Among these entries, how many lines have the string "true" in them? Only the number is needed.

§ **Records shown**
☆ ☆ ☆

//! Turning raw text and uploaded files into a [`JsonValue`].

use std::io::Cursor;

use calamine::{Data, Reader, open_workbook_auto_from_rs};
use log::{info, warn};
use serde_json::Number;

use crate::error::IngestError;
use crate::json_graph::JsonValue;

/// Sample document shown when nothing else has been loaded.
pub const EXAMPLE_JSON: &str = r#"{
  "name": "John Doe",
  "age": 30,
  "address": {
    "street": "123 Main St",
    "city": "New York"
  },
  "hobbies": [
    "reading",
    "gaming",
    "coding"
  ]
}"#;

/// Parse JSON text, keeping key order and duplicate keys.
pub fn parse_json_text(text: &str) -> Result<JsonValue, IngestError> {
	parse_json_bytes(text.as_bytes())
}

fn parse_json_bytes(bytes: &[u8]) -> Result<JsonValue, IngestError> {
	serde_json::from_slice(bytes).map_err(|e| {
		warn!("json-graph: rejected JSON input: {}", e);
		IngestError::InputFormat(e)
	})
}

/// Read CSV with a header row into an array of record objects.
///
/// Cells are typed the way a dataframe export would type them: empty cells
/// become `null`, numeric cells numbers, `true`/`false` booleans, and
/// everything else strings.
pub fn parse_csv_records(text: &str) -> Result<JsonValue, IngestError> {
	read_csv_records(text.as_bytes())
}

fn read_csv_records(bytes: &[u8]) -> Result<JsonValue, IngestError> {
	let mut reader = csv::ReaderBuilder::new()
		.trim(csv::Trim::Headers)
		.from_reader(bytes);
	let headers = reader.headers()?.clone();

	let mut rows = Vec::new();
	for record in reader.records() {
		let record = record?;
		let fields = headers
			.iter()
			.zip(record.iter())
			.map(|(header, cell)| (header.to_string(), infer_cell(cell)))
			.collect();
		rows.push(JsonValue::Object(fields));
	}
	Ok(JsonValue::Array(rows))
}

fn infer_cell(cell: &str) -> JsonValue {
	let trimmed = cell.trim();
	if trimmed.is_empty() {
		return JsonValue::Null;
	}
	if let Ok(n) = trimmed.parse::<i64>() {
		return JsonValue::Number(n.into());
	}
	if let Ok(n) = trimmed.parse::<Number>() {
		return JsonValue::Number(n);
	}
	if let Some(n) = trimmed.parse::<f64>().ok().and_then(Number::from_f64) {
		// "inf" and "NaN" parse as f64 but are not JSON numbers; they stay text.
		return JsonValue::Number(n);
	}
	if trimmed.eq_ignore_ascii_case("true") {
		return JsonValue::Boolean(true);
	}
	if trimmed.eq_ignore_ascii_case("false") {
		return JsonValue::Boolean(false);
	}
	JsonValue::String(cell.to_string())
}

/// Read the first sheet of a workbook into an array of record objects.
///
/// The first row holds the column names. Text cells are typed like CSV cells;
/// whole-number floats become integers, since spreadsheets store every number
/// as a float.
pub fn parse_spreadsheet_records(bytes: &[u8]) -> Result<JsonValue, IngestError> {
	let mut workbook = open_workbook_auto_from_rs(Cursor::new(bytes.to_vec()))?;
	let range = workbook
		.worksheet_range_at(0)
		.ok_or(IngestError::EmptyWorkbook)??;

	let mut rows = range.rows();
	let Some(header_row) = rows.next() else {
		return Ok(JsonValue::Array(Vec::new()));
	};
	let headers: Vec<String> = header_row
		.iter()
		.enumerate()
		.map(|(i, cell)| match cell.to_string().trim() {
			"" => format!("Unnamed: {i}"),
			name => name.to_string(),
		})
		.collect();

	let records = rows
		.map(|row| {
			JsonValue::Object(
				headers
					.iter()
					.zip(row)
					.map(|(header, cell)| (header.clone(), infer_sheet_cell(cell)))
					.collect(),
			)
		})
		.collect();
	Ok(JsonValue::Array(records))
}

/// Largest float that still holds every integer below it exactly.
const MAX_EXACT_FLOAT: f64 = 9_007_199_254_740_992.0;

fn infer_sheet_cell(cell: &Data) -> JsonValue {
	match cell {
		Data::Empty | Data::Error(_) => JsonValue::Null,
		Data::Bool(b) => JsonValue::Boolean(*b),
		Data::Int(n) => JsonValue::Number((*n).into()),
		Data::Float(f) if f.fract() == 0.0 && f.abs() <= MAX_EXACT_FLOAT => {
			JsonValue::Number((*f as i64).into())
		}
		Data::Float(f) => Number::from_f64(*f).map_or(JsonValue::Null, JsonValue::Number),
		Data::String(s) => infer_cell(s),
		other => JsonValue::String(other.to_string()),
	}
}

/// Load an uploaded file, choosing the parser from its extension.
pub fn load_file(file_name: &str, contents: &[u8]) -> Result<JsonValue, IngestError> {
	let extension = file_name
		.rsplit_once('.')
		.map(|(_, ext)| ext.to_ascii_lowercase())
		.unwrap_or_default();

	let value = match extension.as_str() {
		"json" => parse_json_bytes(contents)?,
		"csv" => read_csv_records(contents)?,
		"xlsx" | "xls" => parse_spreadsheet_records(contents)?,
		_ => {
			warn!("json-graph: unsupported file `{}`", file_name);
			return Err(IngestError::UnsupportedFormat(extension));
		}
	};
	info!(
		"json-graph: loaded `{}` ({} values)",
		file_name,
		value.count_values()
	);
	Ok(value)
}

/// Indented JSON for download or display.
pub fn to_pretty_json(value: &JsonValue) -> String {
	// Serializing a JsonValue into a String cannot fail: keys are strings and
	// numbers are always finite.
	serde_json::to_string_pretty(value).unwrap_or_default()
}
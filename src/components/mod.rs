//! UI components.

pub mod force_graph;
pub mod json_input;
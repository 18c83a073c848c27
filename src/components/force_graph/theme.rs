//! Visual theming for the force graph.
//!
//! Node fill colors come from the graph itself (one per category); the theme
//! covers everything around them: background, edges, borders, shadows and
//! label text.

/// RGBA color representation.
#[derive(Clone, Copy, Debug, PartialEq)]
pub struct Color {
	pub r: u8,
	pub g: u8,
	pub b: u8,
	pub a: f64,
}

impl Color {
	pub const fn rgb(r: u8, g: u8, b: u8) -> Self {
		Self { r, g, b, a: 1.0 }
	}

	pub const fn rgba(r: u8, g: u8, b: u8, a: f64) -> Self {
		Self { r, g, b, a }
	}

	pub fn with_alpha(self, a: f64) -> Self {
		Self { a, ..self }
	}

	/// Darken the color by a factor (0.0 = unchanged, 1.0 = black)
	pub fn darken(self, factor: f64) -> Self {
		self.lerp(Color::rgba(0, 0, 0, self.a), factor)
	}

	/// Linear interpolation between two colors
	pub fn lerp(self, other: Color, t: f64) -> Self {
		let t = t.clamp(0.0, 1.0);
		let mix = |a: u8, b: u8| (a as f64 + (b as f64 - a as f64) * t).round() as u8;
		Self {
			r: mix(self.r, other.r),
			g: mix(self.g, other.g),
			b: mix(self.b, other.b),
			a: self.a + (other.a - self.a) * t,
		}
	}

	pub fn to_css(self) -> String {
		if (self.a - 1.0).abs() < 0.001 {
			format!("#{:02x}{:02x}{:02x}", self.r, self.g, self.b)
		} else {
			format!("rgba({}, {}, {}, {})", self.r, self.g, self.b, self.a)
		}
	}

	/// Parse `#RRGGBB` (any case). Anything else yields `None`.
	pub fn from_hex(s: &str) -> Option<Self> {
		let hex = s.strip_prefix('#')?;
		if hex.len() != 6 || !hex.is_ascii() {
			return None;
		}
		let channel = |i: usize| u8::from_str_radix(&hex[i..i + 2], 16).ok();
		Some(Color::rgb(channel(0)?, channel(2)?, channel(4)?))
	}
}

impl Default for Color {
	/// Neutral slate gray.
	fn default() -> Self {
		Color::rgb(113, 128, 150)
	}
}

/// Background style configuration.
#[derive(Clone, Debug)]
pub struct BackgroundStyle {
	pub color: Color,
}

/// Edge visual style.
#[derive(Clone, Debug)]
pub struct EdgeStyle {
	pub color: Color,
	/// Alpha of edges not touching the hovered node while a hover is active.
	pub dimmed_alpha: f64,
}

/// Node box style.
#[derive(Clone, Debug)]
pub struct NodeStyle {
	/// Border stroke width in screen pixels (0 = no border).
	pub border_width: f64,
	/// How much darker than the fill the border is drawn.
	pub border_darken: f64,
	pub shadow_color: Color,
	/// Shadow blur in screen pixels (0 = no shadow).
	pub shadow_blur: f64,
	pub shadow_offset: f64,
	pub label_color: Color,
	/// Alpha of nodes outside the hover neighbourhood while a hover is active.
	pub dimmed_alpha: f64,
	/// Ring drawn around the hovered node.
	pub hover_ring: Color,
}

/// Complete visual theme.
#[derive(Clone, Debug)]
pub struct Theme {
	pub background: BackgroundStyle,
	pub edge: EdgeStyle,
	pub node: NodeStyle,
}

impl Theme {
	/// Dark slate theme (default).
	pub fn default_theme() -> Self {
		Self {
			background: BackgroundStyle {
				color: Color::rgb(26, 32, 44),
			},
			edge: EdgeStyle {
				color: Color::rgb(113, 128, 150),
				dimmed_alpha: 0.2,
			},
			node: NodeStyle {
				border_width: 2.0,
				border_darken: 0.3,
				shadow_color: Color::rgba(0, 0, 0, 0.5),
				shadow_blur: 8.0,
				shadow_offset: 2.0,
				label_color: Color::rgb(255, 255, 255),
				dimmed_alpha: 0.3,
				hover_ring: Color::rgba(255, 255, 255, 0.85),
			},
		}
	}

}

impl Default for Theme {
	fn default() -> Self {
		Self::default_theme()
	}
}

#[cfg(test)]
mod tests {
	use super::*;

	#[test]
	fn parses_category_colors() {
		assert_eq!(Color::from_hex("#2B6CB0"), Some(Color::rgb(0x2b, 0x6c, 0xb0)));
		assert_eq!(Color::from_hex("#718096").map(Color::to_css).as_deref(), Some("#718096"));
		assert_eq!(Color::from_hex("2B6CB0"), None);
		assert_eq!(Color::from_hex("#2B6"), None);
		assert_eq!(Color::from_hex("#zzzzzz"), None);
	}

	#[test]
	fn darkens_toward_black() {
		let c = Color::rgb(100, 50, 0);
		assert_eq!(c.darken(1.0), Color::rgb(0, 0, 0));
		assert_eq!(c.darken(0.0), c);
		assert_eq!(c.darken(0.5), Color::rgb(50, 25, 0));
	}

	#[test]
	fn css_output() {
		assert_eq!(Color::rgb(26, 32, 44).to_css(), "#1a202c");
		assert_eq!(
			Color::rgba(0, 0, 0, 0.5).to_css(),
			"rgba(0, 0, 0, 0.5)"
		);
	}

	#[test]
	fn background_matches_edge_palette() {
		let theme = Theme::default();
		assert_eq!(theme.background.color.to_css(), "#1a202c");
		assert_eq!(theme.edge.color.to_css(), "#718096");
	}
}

☆ ☆ ☆

§ **Result**
3